* Try it *
Please copy each line of the records below that holds the word "fill".

* Supplied data *
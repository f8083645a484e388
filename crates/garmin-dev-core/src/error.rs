use std::fmt;
use std::io;

use thiserror::Error;

/// Terminal failures of an extraction or serialization run.
#[derive(Error, Debug)]
pub enum EngineError {
    #[error("Unsupported output format '{name}' (supported: {})", .supported.join(", "))]
    UnsupportedFormat {
        name: String,
        supported: Vec<&'static str>,
    },

    #[error("I/O failure: {0}")]
    Io(#[from] io::Error),

    #[error("Failed to encode document: {0}")]
    Encode(#[from] serde_json::Error),

    #[error("Extraction cancelled")]
    Cancelled,
}

/// Payload clause that a grammar reads.
#[derive(Debug, Clone, Copy, PartialEq, Eq)]
pub enum Clause {
    Position,
    Size,
    Color,
    Font,
    Screen,
    Center,
}

impl Clause {
    pub fn as_str(&self) -> &'static str {
        match self {
            Clause::Position => "Position",
            Clause::Size => "Size",
            Clause::Color => "Color",
            Clause::Font => "Font",
            Clause::Screen => "Screen",
            Clause::Center => "Center",
        }
    }
}

impl fmt::Display for Clause {
    fn fmt(&self, f: &mut fmt::Formatter<'_>) -> fmt::Result {
        f.write_str(self.as_str())
    }
}

/// A line matched a grammar's keyword shape but a field did not parse.
///
/// Never fatal: the line is dropped and extraction continues.
#[derive(Error, Debug, Clone, PartialEq, Eq)]
#[error("malformed {clause}({token}) in {grammar} line")]
pub struct MalformedPayload {
    pub grammar: &'static str,
    pub clause: Clause,
    pub token: String,
}

impl MalformedPayload {
    pub fn new(grammar: &'static str, clause: Clause, token: &str) -> Self {
        Self {
            grammar,
            clause,
            token: token.to_string(),
        }
    }
}

/// Failures of the companion reader.
#[derive(Error, Debug)]
pub enum ReadError {
    #[error("Unsupported input format '{0}'")]
    UnsupportedFormat(String),

    #[error("Unsupported schema version '{0}'")]
    UnsupportedVersion(String),

    #[error("Invalid JSON document: {0}")]
    Json(#[from] serde_json::Error),

    #[error("Invalid XML document at line {line}: {reason}")]
    Xml { line: usize, reason: String },

    #[error("Invalid {field} value '{value}' in element {id}")]
    InvalidField {
        id: String,
        field: &'static str,
        value: String,
    },

    #[error("Document is not valid UTF-8")]
    Encoding,
}
use clap::{Parser, Subcommand};
use garmin_dev_common::Colors;

use super::{parse_args, write_stdout, Plugin, PluginContext};
use crate::error::CliError;

pub const SUPPORTED_DEVICES: [&str; 9] = [
    "fenix7",
    "fenix7s",
    "fenix7x",
    "fr965",
    "fr955",
    "epix2",
    "venu2",
    "vivoactive4",
    "edge1040",
];

#[derive(Parser, Debug)]
#[command(name = "garmin-dev device")]
#[command(about = "Device management and information")]
struct DeviceArgs {
    #[command(subcommand)]
    command: Option<DeviceCommand>,
}

#[derive(Subcommand, Debug)]
enum DeviceCommand {
    /// List supported device models
    List {
        /// Print a JSON array
        #[arg(long)]
        json: bool,
    },
}

#[derive(Debug, Default)]
pub struct DevicePlugin;

impl DevicePlugin {
    pub fn new() -> Self {
        Self
    }
}

impl Plugin for DevicePlugin {
    fn name(&self) -> &'static str {
        "device"
    }

    fn description(&self) -> &'static str {
        "Device management and information"
    }

    fn execute(&self, ctx: &PluginContext<'_>, args: &[String]) -> Result<(), CliError> {
        let Some(args) = parse_args::<DeviceArgs>("garmin-dev device", args)? else {
            return Ok(());
        };

        match args.command.unwrap_or(DeviceCommand::List { json: false }) {
            DeviceCommand::List { json: true } => {
                let mut out = serde_json::to_vec_pretty(&SUPPORTED_DEVICES)
                    .map_err(garmin_dev_core::EngineError::from)?;
                out.push(b'\n');
                write_stdout(&out)
            }
            DeviceCommand::List { json: false } => {
                write_stdout(render_list(&ctx.config.default_device).as_bytes())
            }
        }
    }
}

fn render_list(default_device: &str) -> String {
    let mut text = String::from("Supported devices:\n");
    for device in SUPPORTED_DEVICES {
        if device == default_device {
            text.push_str(&format!("  • {} {}\n", device, Colors::dim("(default)")));
        } else {
            text.push_str(&format!("  • {}\n", device));
        }
    }
    text
}
use crate::grammar::patterns::RenderCaptures;
use crate::grammar::traits::{ArgsRole, ElementGrammar};

/// `RENDER: <Kind>(<text>) Position(x,y) Font(<tag>) [Color(..)]`
///
/// The head argument is the literal text that was drawn.
pub struct TextGrammar;

impl TextGrammar {
    pub fn new() -> Self {
        Self
    }
}

impl Default for TextGrammar {
    fn default() -> Self {
        Self::new()
    }
}

impl ElementGrammar for TextGrammar {
    fn name(&self) -> &'static str {
        "text"
    }

    fn accepts(&self, captures: &RenderCaptures<'_>) -> bool {
        captures.args.is_some() && captures.position.is_some() && captures.font.is_some()
    }

    fn args_role(&self) -> ArgsRole {
        ArgsRole::TextContent
    }
}
use super::grammars::{CircleGrammar, PrimitiveGrammar, RectGrammar, TextGrammar};
use super::patterns::parse_render_line;
use super::traits::ElementGrammar;
use super::{Classification, GrammarMatch, LogLine};

/// Ordered list of element grammars. Earlier entries win.
pub struct GrammarRegistry {
    grammars: Vec<Box<dyn ElementGrammar>>,
}

impl GrammarRegistry {
    pub fn empty() -> Self {
        Self {
            grammars: Vec::new(),
        }
    }

    /// `text`, `circle`, `rect`, then the `primitive` catch-all.
    pub fn with_defaults() -> Self {
        let mut registry = Self::empty();
        registry.push(Box::new(TextGrammar::new()));
        registry.push(Box::new(CircleGrammar::new()));
        registry.push(Box::new(RectGrammar::new()));
        registry.push(Box::new(PrimitiveGrammar::new()));
        registry
    }

    /// Append a grammar at the lowest priority.
    pub fn push(&mut self, grammar: Box<dyn ElementGrammar>) {
        self.grammars.push(grammar);
    }

    pub fn names(&self) -> Vec<&'static str> {
        self.grammars.iter().map(|g| g.name()).collect()
    }

    pub fn len(&self) -> usize {
        self.grammars.len()
    }

    pub fn is_empty(&self) -> bool {
        self.grammars.is_empty()
    }

    pub fn classify<'l>(&self, line: &LogLine<'l>) -> Classification<'l> {
        let Some(captures) = parse_render_line(line.text) else {
            return Classification::NoMatch;
        };

        match self.grammars.iter().find(|g| g.accepts(&captures)) {
            Some(grammar) => Classification::Matched(GrammarMatch {
                grammar: grammar.name(),
                args_role: grammar.args_role(),
                captures,
            }),
            None => Classification::NoMatch,
        }
    }
}

impl Default for GrammarRegistry {
    fn default() -> Self {
        Self::with_defaults()
    }
}

#[cfg(test)]
mod tests {
    use super::*;
    use crate::grammar::patterns::RenderCaptures;

    fn classify(text: &str) -> Option<&'static str> {
        GrammarRegistry::with_defaults()
            .classify(&LogLine::new(1, text))
            .grammar()
    }

    #[test]
    fn test_default_priority_order() {
        let registry = GrammarRegistry::with_defaults();
        assert_eq!(registry.names(), vec!["text", "circle", "rect", "primitive"]);
    }

    #[test]
    fn test_text_line() {
        assert_eq!(
            classify("[W] RENDER: HourNumber(12) Position(130,30) Font(LARGE) Color(0xFFFFFF)"),
            Some("text")
        );
    }

    #[test]
    fn test_circle_line() {
        assert_eq!(
            classify("[W] RENDER: CenterDot(hub) Position(130,130) Size(6) Color(0xFF0000)"),
            Some("circle")
        );
    }

    #[test]
    fn test_rect_line() {
        assert_eq!(
            classify("[W] RENDER: JailbotEye(LEFT) Position(110,125) Size(8x3) Color(0x00ff00)"),
            Some("rect")
        );
    }

    #[test]
    fn test_primitive_catch_all() {
        assert_eq!(classify("[W] RENDER: Background Position(0,0)"), Some("primitive"));
    }

    #[test]
    fn test_missing_position_is_no_match() {
        assert_eq!(classify("[W] RENDER: Background Color(0x000000)"), None);
        assert_eq!(classify("[W] RENDER: Screen(260x260) Center(130,130)"), None);
    }

    #[test]
    fn test_non_render_categories_are_no_match() {
        assert_eq!(classify("[W] STATE: Mode(ACTIVE) Position(1,2)"), None);
        assert_eq!(classify("[W] DEBUG: Position(1,2) Color(0xffffff)"), None);
        assert_eq!(classify("[W] INFO: started"), None);
    }

    #[test]
    fn test_empty_registry_matches_nothing() {
        let registry = GrammarRegistry::empty();
        assert!(registry.is_empty());
        let class = registry.classify(&LogLine::new(1, "RENDER: Dot Position(1,2)"));
        assert_eq!(class, Classification::NoMatch);
    }

    struct ColorOnlyGrammar;

    impl ElementGrammar for ColorOnlyGrammar {
        fn name(&self) -> &'static str {
            "fill"
        }

        fn accepts(&self, captures: &RenderCaptures<'_>) -> bool {
            captures.color.is_some()
        }
    }

    #[test]
    fn test_appended_grammar_extends_recognition() {
        let mut registry = GrammarRegistry::with_defaults();
        registry.push(Box::new(ColorOnlyGrammar));

        let line = LogLine::new(1, "[W] RENDER: Background Color(0x000000)");
        assert_eq!(registry.classify(&line).grammar(), Some("fill"));

        let positioned = LogLine::new(2, "[W] RENDER: Background Position(0,0) Color(0x000000)");
        assert_eq!(registry.classify(&positioned).grammar(), Some("primitive"));
    }
}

* Exercise response *
            "fill"
        assert_eq!(registry.classify(&line).grammar(), Some("fill"));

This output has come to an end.